● **ABOUT THIS TASK**: The data below must be repeated exactly. Leave nothing out.
-*-*-
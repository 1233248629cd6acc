use thiserror::Error;

#[derive(Error, Debug, Clone, PartialEq)]
pub enum NutsError {
    #[error("dimension mismatch in {what}: expected {expected}, found {found}")]
    DimensionMismatch {
        what: &'static str,
        expected: usize,
        found: usize,
    },
    #[error("step size search did not settle after {iterations} trials (last step size {step_size:e})")]
    StepSizeSearchExhausted { iterations: usize, step_size: f64 },
    #[error("initial position has non-finite log density {log_density}")]
    NonFiniteStart { log_density: f64 },
    #[error("invalid parameter: {0}")]
    InvalidParameter(String),
}

pub type Result<T> = std::result::Result<T, NutsError>;

/// Fails with [`NutsError::DimensionMismatch`] unless `found == expected`.
pub(crate) fn check_dim(what: &'static str, expected: usize, found: usize) -> Result<()> {
    if expected != found {
        return Err(NutsError::DimensionMismatch {
            what,
            expected,
            found,
        });
    }
    Ok(())
}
-*-*-
● **TASK SOLUTION**:
repository 1233248629cd6acc
use thiserror::Error;

#[derive(Error, Debug, Clone, PartialEq)]
pub enum NutsError {
    #[error("dimension mismatch in {what}: expected {expected}, found {found}")]
    DimensionMismatch {
        what: &'static str,
        expected: usize,
        found: usize,
    },
    #[error("step size search did not settle after {iterations} trials (last step size {step_size:e})")]
    StepSizeSearchExhausted { iterations: usize, step_size: f64 },
    #[error("initial position has non-finite log density {log_density}")]
    NonFiniteStart { log_density: f64 },
    #[error("invalid parameter: {0}")]
    InvalidParameter(String),
}

pub type Result<T> = std::result::Result<T, NutsError>;

/// Fails with [`NutsError::DimensionMismatch`] unless `found == expected`.
pub(crate) fn check_dim(what: &'static str, expected: usize, found: usize) -> Result<()> {
    if expected != found {
        return Err(NutsError::DimensionMismatch {
            what,
            expected,
            found,
        });
    }
    Ok(())
}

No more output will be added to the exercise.